Path to the source dictionary file.

The file must use the standard line-oriented dictionary format. Each non-empty logical line starts with the canonical stem and may contain zero or more variants. The parser expects UTF-8 input, lowercases it using Locale.ROOT, and ignores trailing remarks introduced by # or //.

Example:

--input ./data/stemmer.txt

`--output <file>`

Path to the output binary artifact.

The output file is written as a GZip-compressed binary trie. Parent directories are created automatically when needed.

Example:

--output ./build/english.radixor.gz

`--reduction-mode <mode>`

Selects the subtree reduction strategy used during compilation.

Supported values are:

MERGE_SUBTREES_WITH_EQUIVALENT_RANKED_GET_ALL_RESULTS
MERGE_SUBTREES_WITH_EQUIVALENT_UNORDERED_GET_ALL_RESULTS
MERGE_SUBTREES_WITH_EQUIVALENT_DOMINANT_GET_RESULTS

Example:

--reduction-mode MERGE_SUBTREES_WITH_EQUIVALENT_RANKED_GET_ALL_RESULTS

This argument is required.

`--store-original`

When this flag is present, the canonical stem itself is inserted using the no-op patch command.

--store-original

This is usually a sensible default for real dictionaries because it ensures that canonical forms are directly representable in the compiled trie rather than relying only on their variants.
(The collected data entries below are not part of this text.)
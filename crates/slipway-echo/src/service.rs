//! Loopback echo service.
//!
//! Accepts TCP connections on the configured port and writes every received
//! byte straight back to the peer. Exists so provider plumbing can be
//! exercised end to end without a real application server.

use std::io::{self, Read, Write};
use std::net::{TcpListener, TcpStream};
use std::sync::atomic::{AtomicBool, Ordering};
use std::sync::{Arc, Mutex, MutexGuard};
use std::thread::{self, JoinHandle};
use std::time::Duration;

use slipway_api::config::ProviderSettings;
use slipway_api::contract::{ProviderError, ServiceProvider};
use slipway_api::net;
use tracing::{debug, info, warn};

const ECHO_TARGET: &str = "slipway::echo";

const ACCEPT_BACKOFF: Duration = Duration::from_millis(25);
const ERROR_BACKOFF: Duration = Duration::from_millis(150);
/// Connection reads wake at this cadence so handler threads observe shutdown.
const READ_TIMEOUT: Duration = Duration::from_millis(250);

/// TCP echo service implementing the provider contract.
pub struct EchoService {
    settings: ProviderSettings,
    shutdown: Arc<AtomicBool>,
    state: Mutex<ServeState>,
}

#[derive(Default)]
struct ServeState {
    port: Option<u16>,
    worker: Option<JoinHandle<()>>,
}

impl EchoService {
    pub fn new(settings: ProviderSettings) -> Self {
        Self {
            settings,
            shutdown: Arc::new(AtomicBool::new(false)),
            state: Mutex::new(ServeState::default()),
        }
    }

    /// Flag observed by the accept loop. Wire it to termination signals so a
    /// foreground launch can be interrupted.
    pub fn shutdown_flag(&self) -> &Arc<AtomicBool> {
        &self.shutdown
    }

    fn lock_state(&self) -> MutexGuard<'_, ServeState> {
        self.state
            .lock()
            .unwrap_or_else(|poison| poison.into_inner())
    }

    fn bind(&self) -> Result<TcpListener, ProviderError> {
        let port = if self.settings.find_port() {
            net::find_free_port(self.settings.port()).map_err(|error| ProviderError::Failed {
                operation: "launch".to_owned(),
                message: error.to_string(),
            })?
        } else {
            self.settings.port()
        };
        let listener = TcpListener::bind(("127.0.0.1", port)).map_err(ProviderError::io)?;
        listener.set_nonblocking(true).map_err(ProviderError::io)?;
        Ok(listener)
    }
}

impl ServiceProvider for EchoService {
    fn launch(&self, block: bool) -> Result<(), ProviderError> {
        let mut state = self.lock_state();
        if state.port.is_some() {
            return Err(ProviderError::AlreadyLaunched);
        }
        let listener = self.bind()?;
        let port = listener.local_addr().map_err(ProviderError::io)?.port();
        self.shutdown.store(false, Ordering::SeqCst);
        state.port = Some(port);
        info!(target: ECHO_TARGET, port, blocking = block, "echo service listening");
        if block {
            drop(state);
            run_accept_loop(&listener, &self.shutdown);
            self.lock_state().port = None;
            info!(target: ECHO_TARGET, port, "echo service stopped");
        } else {
            let shutdown = Arc::clone(&self.shutdown);
            state.worker = Some(thread::spawn(move || run_accept_loop(&listener, &shutdown)));
        }
        Ok(())
    }

    fn stop(&self) -> Result<(), ProviderError> {
        self.shutdown.store(true, Ordering::SeqCst);
        let worker = {
            let mut state = self.lock_state();
            state.port = None;
            state.worker.take()
        };
        match worker {
            Some(worker) => worker.join().map_err(|_| ProviderError::Failed {
                operation: "stop".to_owned(),
                message: "echo accept loop panicked".to_owned(),
            }),
            None => Ok(()),
        }
    }

    fn is_running(&self) -> bool {
        self.lock_state().port.is_some()
    }

    fn port(&self) -> Option<u16> {
        self.lock_state().port
    }

    fn base_url(&self) -> Option<String> {
        self.port().map(|port| format!("tcp://localhost:{port}"))
    }
}

impl Drop for EchoService {
    fn drop(&mut self) {
        self.shutdown.store(true, Ordering::SeqCst);
    }
}

fn run_accept_loop(listener: &TcpListener, shutdown: &Arc<AtomicBool>) {
    let mut last_error = None::<io::ErrorKind>;
    while !shutdown.load(Ordering::SeqCst) {
        match accept_connection(listener) {
            Ok(Some(stream)) => {
                last_error = None;
                let shutdown = Arc::clone(shutdown);
                thread::spawn(move || {
                    if let Err(error) = echo_connection(stream, &shutdown) {
                        debug!(target: ECHO_TARGET, error = %error, "echo connection ended");
                    }
                });
            }
            Ok(None) => thread::sleep(ACCEPT_BACKOFF),
            Err(error) => {
                let kind = error.kind();
                if last_error != Some(kind) {
                    warn!(target: ECHO_TARGET, error = %error, "echo accept error");
                }
                last_error = Some(kind);
                thread::sleep(ERROR_BACKOFF);
            }
        }
    }
}

fn accept_connection(listener: &TcpListener) -> io::Result<Option<TcpStream>> {
    match listener.accept() {
        Ok((stream, _)) => {
            stream.set_nonblocking(false)?;
            stream.set_read_timeout(Some(READ_TIMEOUT))?;
            Ok(Some(stream))
        }
        Err(error) if error.kind() == io::ErrorKind::WouldBlock => Ok(None),
        Err(error) => Err(error),
    }
}

fn echo_connection(mut stream: TcpStream, shutdown: &AtomicBool) -> io::Result<()> {
    let mut buffer = [0_u8; 1024];
    loop {
        if shutdown.load(Ordering::SeqCst) {
            return Ok(());
        }
        match stream.read(&mut buffer) {
            Ok(0) => return Ok(()),
            Ok(read) => stream.write_all(&buffer[..read])?,
            Err(error)
                if matches!(
                    error.kind(),
                    io::ErrorKind::WouldBlock | io::ErrorKind::TimedOut
                ) => {}
            Err(error) => return Err(error),
        }
    }
}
`--dominant-winner-min-percent <1..100>`

Sets the minimum winner percentage used by dominant-result reduction settings.

Example:

--dominant-winner-min-percent 75

This option matters primarily when --reduction-mode is MERGE_SUBTREES_WITH_EQUIVALENT_DOMINANT_GET_RESULTS. The default value is 75.

`--dominant-winner-over-second-ratio <1..n>`

Sets the minimum winner-over-second ratio used by dominant-result reduction settings.

Example:

--dominant-winner-over-second-ratio 3

This option also matters primarily for MERGE_SUBTREES_WITH_EQUIVALENT_DOMINANT_GET_RESULTS. The default value is 3.

`--overwrite`

Allows the CLI to replace an already existing output file.

--overwrite

Without this flag, compilation fails when the output path already exists.

`--help`

Prints usage help and exits successfully.

--help

The short form -h is also supported.

Reduction modes in practice

Reduction mode is not only a storage decision. It also influences what semantics are preserved when the mutable trie is compiled into its canonical read-only form.

Ranked `getAll()` equivalence

MERGE_SUBTREES_WITH_EQUIVALENT_RANKED_GET_ALL_RESULTS merges subtrees whose getAll() results remain equivalent for every reachable key suffix and whose local result ordering is the same.

This is the best general-purpose choice when result ordering and ambiguity handling matter. It preserves ranked multi-result semantics while still achieving useful structural reduction.

This is the recommended default for most users.

Unordered `getAll()` equivalence

MERGE_SUBTREES_WITH_EQUIVALENT_UNORDERED_GET_ALL_RESULTS also uses getAll()-level equivalence, but it ignores local ordering differences in addition to absolute frequencies.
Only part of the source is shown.